Automotive Rear Upright/Wheel Carrier

Discussion in 'Lost foam casting' started by Al2O3, Nov 25, 2018.

  1. Al2O3

    Al2O3 Administrator Staff Member Banner Member

    It is fancy, but not as hard to make as it appears. Took about 5-10 minutes. Sure looks the part though doesn't it? I'm trying to reduce any turbulence in the pour but problem is my pouring technique and initial slosh in the cup is anything but...! This needs work.

    With my supply air pressure back up to snuff, it worked like a champ on this go. So glad I built it!

    The brushed batch was new and a bit thicker on this part. I started a new thread here.

    http://forums.thehomefoundry.org/index.php?threads/dip-coating-polystyrene-foam.573/#post-11356

    I've been saying for a long time I need to work on coatings. -Time has come.

    Completely forgot. Have a look at the new thread I started.

    I wasn't too concerned because of it being a sample part but I didn't realize that seam was as bad as it was. Just goes to show, the pattern needs to be near perfect or the ability of the coating to reproduce surface flaws will betray you.

    No! I'm considering making changes to get it right!!!! Already have a theory and plan of action.

    No. Alcohol is one of the few solvents that will not attack polystyrene. I can at least say so when it comes to Ethyl and Isopropyl. I have not (intentionally) tried Methanol.....but it probably does not attack it either. I've painted Shellac on Polystyrene which is reduced with Alcohol and it will seal the foam to the extent it can be coated and painted (sparingly) with things that would otherwise attack it.

    Best,
    Kelly
     
  2. JoeC

    JoeC Copper

    Properties.png

    Found some real world data

    This is from various (highly competent) Aluminum foundries & different casting processes (colors) for Aluminum suspension parts, with tests done at various locations within the parts

    All parts were driving down the road - no recalls, field failures or lawyers were injured by these parts

    Note the huge range of properties, especially elongation, pretty much zero to 17%

    Nice to see error bands on data, the book tables hardly ever show this scatter
     
  3. Al2O3

    Al2O3 Administrator Staff Member Banner Member

    Going to need a little further explanation on those Joe.
    1. When you say each color is a different casting process, like die, permanent mold, shell, sand, etc?
    2. What are the limit lines and average value in each color? Are those the values of the respective mechanical property measured at different locations on a given part? For a given alloy?
    3. What do the values at the limits on the color bars correspond to?
    4. What alloy(s)?

    Best,
    Kelly
     
  4. JoeC

    JoeC Copper

     
  5. Al2O3

    Al2O3 Administrator Staff Member Banner Member

    Thanks Joe,

    Makes sense now and certainly relevant given the intended alloy and purpose of the subject casting for this thread. The mean yield and ultimate stress are fairly consistent with the values I've seen suggested for sand casting, but I was more accustomed to those being expressed as increased safety factors (most conservative for sand casting) against published data.......but you arrive in the same place as far as design margin. The scatter appears to be circa +10% of the mean except elongation which is a bit disconcerting as I'd rather bend than break. What that data means when applied to my process may be another matter.

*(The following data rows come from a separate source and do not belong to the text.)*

//! # Application context: one supervisor, one recorder, their subscribers.
//!
//! [`AppContext`] replaces process-wide singletons. It owns both component
//! handles and a listener task that merges their event buses into the
//! [`SubscriberSet`]:
//!
//! ```text
//! Client ──► Supervisor ──► Bus<SupervisorEvent> ──┬──► MessageRecorder ──► Bus<RecorderEvent>
//!                                                  │                              │
//!                                                  └────────► listener ◄──────────┘
//!                                                               │  └─ Error(fatal) ──► fatal()
//!                                                               ▼
//!                                                         SubscriberSet
//! ```
//!
//! ## Lifecycle
//! - `startup()`: `recorder.init()` then `supervisor.start()`;
//! - `fatal()`: resolves when the supervisor reports a fatal error (backoff exhausted);
//! - `shutdown()`: `supervisor.stop()` then `recorder.close()`, then the loops
//!   end and subscribers drain their queues.

use std::sync::Arc;

use tokio::sync::broadcast::error::{RecvError, TryRecvError};
use tokio::sync::{broadcast, watch};
use tokio::task::JoinHandle;
use tokio_util::sync::CancellationToken;
use tracing::{info, warn};

use crate::client::Client;
use crate::config::{RecorderConfig, SupervisorConfig};
use crate::core::{MessageRecorder, Supervisor};
use crate::error::{AppError, SupervisorError};
use crate::events::{AppEvent, Event, RecorderEvent, SupervisorEvent};
use crate::subscribers::{Subscribe, SubscriberSet};

/// Wired supervisor and recorder.
pub struct AppContext {
    supervisor: Supervisor,
    recorder: MessageRecorder,
    fatal: watch::Receiver<Option<SupervisorError>>,
    token: CancellationToken,
    listener: JoinHandle<SubscriberSet>,
}

impl AppContext {
    /// Wires existing handles. Subscriptions are taken here, so nothing
    /// emitted after this call is missed.
    pub fn new(
        supervisor: Supervisor,
        recorder: MessageRecorder,
        subscribers: Vec<Arc<dyn Subscribe>>,
    ) -> Self {
        let token = CancellationToken::new();
        let (fatal_tx, fatal) = watch::channel(None);
        let listener = tokio::spawn(listen(
            supervisor.subscribe(),
            recorder.subscribe(),
            SubscriberSet::new(subscribers),
            fatal_tx,
            token.clone(),
        ));

        Self {
            supervisor,
            recorder,
            fatal,
            token,
            listener,
        }
    }

    /// Builds the supervisor around `client` and a recorder fed by it.
    pub async fn build(
        client: Arc<dyn Client>,
        supervisor_cfg: &SupervisorConfig,
        recorder_cfg: &RecorderConfig,
        subscribers: Vec<Arc<dyn Subscribe>>,
    ) -> Result<Self, AppError> {
        let supervisor = Supervisor::new(client, supervisor_cfg);
        let recorder = match MessageRecorder::open(supervisor.subscribe(), recorder_cfg).await {
            Ok(r) => r,
            Err(e) => {
                supervisor.shutdown();
                return Err(e.into());
            }
        };
        Ok(Self::new(supervisor, recorder, subscribers))
    }

    /// Prepares the store, then starts the connection.
    ///
    /// Returns whether the initial connect succeeded.
    pub async fn startup(&self) -> Result<bool, AppError> {
        let created = self.recorder.init().await?;
        if created {
            info!("message table created");
        }
        Ok(self.supervisor.start().await?)
    }

    /// Resolves with the first fatal supervisor error.
    ///
    /// Pends forever if none occurs (or the listener is gone).
    pub async fn fatal(&mut self) -> SupervisorError {
        loop {
            if let Some(err) = self.fatal.borrow_and_update().clone() {
                return err;
            }
            if self.fatal.changed().await.is_err() {
                std::future::pending::<()>().await;
            }
        }
    }

    pub fn supervisor(&self) -> &Supervisor {
        &self.supervisor
    }

    pub fn recorder(&self) -> &MessageRecorder {
        &self.recorder
    }

    /// Stops the connection, closes the recorder and drains subscribers.
    ///
    /// Both steps always run; the first error is returned.
    pub async fn shutdown(self) -> Result<(), AppError> {
        let stopped = self.supervisor.stop().await;
        let closed = self.recorder.close().await;
        self.supervisor.shutdown();

        self.token.cancel();
        match self.listener.await {
            Ok(set) => set.shutdown().await,
            Err(e) => warn!(error = %e, "event listener ended abnormally"),
        }

        stopped?;
        closed?;
        Ok(())
    }
}

async fn listen(
    mut sup_rx: broadcast::Receiver<Event<SupervisorEvent>>,
    mut rec_rx: broadcast::Receiver<Event<RecorderEvent>>,
    set: SubscriberSet,
    fatal: watch::Sender<Option<SupervisorError>>,
    token: CancellationToken,
) -> SubscriberSet {
    let forward_sup = |ev: Event<SupervisorEvent>| {
        if let SupervisorEvent::Error(err) = &ev.kind {
            if err.is_fatal() {
                fatal.send_if_modified(|slot| {
                    let first = slot.is_none();
                    if first {
                        *slot = Some(err.clone());
                    }
                    first
                });
            }
        }
        set.emit(&ev.map(AppEvent::Supervisor));
    };
    let forward_rec = |ev: Event<RecorderEvent>| set.emit(&ev.map(AppEvent::Recorder));

    let mut sup_open = true;
    let mut rec_open = true;
    while sup_open || rec_open {
        tokio::select! {
            _ = token.cancelled() => break,
            ev = sup_rx.recv(), if sup_open => match ev {
                Ok(ev) => forward_sup(ev),
                Err(RecvError::Lagged(n)) => warn!(skipped = n, "listener lagged behind supervisor events"),
                Err(RecvError::Closed) => sup_open = false,
            },
            ev = rec_rx.recv(), if rec_open => match ev {
                Ok(ev) => forward_rec(ev),
                Err(RecvError::Lagged(n)) => warn!(skipped = n, "listener lagged behind recorder events"),
                Err(RecvError::Closed) => rec_open = false,
            },
        }
    }

    // Events published before cancellation still reach subscribers.
    loop {
        match sup_rx.try_recv() {
            Ok(ev) => forward_sup(ev),
            Err(TryRecvError::Lagged(_)) => continue,
            Err(_) => break,
        }
    }
    loop {
        match rec_rx.try_recv() {
            Ok(ev) => forward_rec(ev),
            Err(TryRecvError::Lagged(_)) => continue,
            Err(_) => break,
        }
    }
    set
}

#[cfg(test)]
mod tests {
    use super::*;
    use std::sync::Mutex;
    use std::time::Duration;

    use async_trait::async_trait;
    use tokio::time;

    use crate::client::mock::MockClient;
    use crate::client::{ClientEvent, Message};
    use crate::error::ClientError;
    use crate::policies::{BackoffPolicy, JitterPolicy};
    use crate::store::memory::MemoryStore;

    #[derive(Default)]
    struct Labels(Mutex<Vec<String>>);

    #[async_trait]
    impl Subscribe for Labels {
        async fn on_event(&self, ev: &Event<AppEvent>) {
            let label = match &ev.kind {
                AppEvent::Supervisor(k) => format!("sup:{}", k.as_label()),
                AppEvent::Recorder(k) => format!("rec:{}", k.as_label()),
            };
            self.0.lock().unwrap().push(label);
        }
    }

    fn wire(
        client: MockClient,
        cfg: SupervisorConfig,
    ) -> (Arc<MockClient>, Arc<MemoryStore>, Arc<Labels>, AppContext) {
        let client = Arc::new(client);
        let store = Arc::new(MemoryStore::new());
        let labels = Arc::new(Labels::default());
        let supervisor = Supervisor::new(client.clone(), &cfg);
        let recorder = MessageRecorder::new(
            supervisor.subscribe(),
            store.clone(),
            &RecorderConfig::default(),
        );
        let app = AppContext::new(supervisor, recorder, vec![labels.clone()]);
        (client, store, labels, app)
    }

    #[tokio::test(start_paused = true)]
    async fn test_startup_traffic_and_shutdown() {
        let (client, store, labels, app) = wire(MockClient::new(), SupervisorConfig::default());

        assert!(app.startup().await.unwrap());
        let mut rx = app.recorder().subscribe();
        client.emit(ClientEvent::Message(Message::parse("0AZC001000D0")));
        client.emit(ClientEvent::Ok);
        loop {
            if rx.recv().await.unwrap().kind == RecorderEvent::Ok {
                break;
            }
        }

        app.shutdown().await.unwrap();
        assert_eq!(client.disconnects(), 1);
        assert_eq!(store.payloads(), vec![vec!["0AZC001000D0", "OK"]]);

        let seen = labels.0.lock().unwrap().clone();
        for want in ["rec:init", "rec:schema", "sup:starting", "sup:ready", "sup:stopped", "rec:flush", "rec:closed"] {
            assert!(seen.iter().any(|l| l == want), "missing {want} in {seen:?}");
        }
    }

    #[tokio::test(start_paused = true)]
    async fn test_exhausted_backoff_is_fatal() {
        let cfg = SupervisorConfig {
            backoff: BackoffPolicy {
                initial: Duration::from_secs(1),
                max: Duration::from_secs(5),
                jitter: JitterPolicy::None,
                max_attempts: Some(2),
            },
            ..SupervisorConfig::default()
        };
        let client = MockClient::new();
        let (client, _store, _labels, mut app) = wire(client, cfg);

        assert!(app.startup().await.unwrap());
        let refused = || Err(ClientError::Connection { reason: "refused".into() });
        client.script([refused(), refused(), refused()]);
        client.drop_connection();

        let err = time::timeout(Duration::from_secs(600), app.fatal())
            .await
            .expect("fatal error reported");
        assert_eq!(err, SupervisorError::BackoffExhausted { attempts: 2 });
        app.shutdown().await.unwrap();
    }
}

    I'm going to give it my best and see where I get to. I'll have some time over the holidays and hope to make good progress. I have four more foam patterns about half completed. The next pour will be the application of (my) current best practice in prep of pattern, mold, metal conditioning ....and if the result is worthy, heat treatment.

    Best,
    Kelly
     
  6. Al2O3

    Al2O3 Administrator Staff Member Banner Member

    Just to let you guys know, I haven’t been loafing. I decided to make four more patterns; #3-#6. I’ve said it before…….once patterns become cheap, so does experimentation. I’ve added some more simple machining fixtures to help with reproducing the patterns but there is still a lot of features and work in them, so although not exactly cheap, they’re certainly more plentiful.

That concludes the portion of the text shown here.